%%
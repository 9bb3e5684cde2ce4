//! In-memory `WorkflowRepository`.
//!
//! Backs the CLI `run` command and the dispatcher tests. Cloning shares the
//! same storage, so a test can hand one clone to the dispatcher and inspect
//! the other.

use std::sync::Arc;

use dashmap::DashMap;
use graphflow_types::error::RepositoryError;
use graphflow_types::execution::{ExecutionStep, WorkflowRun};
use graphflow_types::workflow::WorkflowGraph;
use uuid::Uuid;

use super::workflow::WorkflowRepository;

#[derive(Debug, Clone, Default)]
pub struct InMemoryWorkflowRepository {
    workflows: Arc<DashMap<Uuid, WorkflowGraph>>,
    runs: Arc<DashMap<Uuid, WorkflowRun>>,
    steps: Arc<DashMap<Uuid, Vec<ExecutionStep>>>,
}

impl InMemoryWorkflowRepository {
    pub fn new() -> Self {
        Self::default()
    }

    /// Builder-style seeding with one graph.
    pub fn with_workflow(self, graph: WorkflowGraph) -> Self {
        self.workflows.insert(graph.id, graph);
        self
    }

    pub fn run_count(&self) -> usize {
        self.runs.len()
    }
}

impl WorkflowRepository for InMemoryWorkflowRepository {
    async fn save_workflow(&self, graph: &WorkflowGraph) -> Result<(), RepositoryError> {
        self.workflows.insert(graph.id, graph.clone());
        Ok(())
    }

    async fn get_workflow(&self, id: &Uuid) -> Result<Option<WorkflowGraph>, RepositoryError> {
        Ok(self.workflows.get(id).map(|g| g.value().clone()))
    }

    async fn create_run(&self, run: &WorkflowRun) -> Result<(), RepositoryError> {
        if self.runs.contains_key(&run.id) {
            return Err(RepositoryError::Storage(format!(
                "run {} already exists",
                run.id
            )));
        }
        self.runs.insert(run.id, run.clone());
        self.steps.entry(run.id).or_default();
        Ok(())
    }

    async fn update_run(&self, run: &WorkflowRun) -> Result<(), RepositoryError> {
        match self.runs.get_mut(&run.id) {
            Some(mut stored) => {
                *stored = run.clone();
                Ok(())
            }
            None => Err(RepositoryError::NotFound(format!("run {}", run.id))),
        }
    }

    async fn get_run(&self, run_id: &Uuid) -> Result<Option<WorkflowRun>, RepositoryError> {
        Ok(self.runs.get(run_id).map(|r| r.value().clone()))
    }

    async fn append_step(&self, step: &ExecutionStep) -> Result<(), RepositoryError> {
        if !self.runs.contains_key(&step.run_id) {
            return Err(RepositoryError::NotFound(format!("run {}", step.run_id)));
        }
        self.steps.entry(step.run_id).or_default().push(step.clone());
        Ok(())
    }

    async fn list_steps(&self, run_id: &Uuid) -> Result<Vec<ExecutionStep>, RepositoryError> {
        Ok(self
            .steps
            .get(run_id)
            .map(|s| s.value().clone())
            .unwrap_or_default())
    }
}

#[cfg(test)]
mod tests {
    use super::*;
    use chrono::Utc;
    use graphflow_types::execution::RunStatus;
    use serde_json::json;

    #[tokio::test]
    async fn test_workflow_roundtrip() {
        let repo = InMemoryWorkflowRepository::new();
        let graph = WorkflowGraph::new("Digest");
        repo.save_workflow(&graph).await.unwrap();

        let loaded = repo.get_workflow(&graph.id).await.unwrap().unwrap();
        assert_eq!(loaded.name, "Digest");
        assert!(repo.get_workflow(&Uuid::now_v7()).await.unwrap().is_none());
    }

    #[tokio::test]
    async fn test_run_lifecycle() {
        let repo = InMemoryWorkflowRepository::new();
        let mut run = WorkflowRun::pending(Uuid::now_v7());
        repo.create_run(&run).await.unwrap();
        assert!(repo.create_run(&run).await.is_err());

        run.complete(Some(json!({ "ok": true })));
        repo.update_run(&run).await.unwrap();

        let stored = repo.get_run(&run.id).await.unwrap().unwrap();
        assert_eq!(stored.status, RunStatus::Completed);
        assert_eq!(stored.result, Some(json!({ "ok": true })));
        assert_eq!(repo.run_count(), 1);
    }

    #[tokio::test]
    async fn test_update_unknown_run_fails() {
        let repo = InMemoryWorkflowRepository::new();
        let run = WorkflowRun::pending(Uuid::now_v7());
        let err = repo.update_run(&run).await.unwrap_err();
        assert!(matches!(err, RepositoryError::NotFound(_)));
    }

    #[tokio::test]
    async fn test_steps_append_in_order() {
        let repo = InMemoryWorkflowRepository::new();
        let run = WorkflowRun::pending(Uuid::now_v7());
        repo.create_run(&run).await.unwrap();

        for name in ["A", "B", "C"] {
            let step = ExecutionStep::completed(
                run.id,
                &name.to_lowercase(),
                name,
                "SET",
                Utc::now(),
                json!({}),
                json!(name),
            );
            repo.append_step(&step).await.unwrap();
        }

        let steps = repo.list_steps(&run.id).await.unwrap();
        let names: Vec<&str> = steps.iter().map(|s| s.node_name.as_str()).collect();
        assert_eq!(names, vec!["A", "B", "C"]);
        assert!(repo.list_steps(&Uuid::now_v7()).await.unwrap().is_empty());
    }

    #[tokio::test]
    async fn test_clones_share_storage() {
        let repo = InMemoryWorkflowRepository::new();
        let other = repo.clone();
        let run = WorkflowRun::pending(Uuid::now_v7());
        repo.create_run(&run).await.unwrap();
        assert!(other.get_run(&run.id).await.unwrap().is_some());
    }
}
%%
[Work task] Every line with "entry" in it should be copied from the entries above.

[Answer to the problem]
        self.steps.entry(run.id).or_default();
        self.steps.entry(step.run_id).or_default().push(step.clone());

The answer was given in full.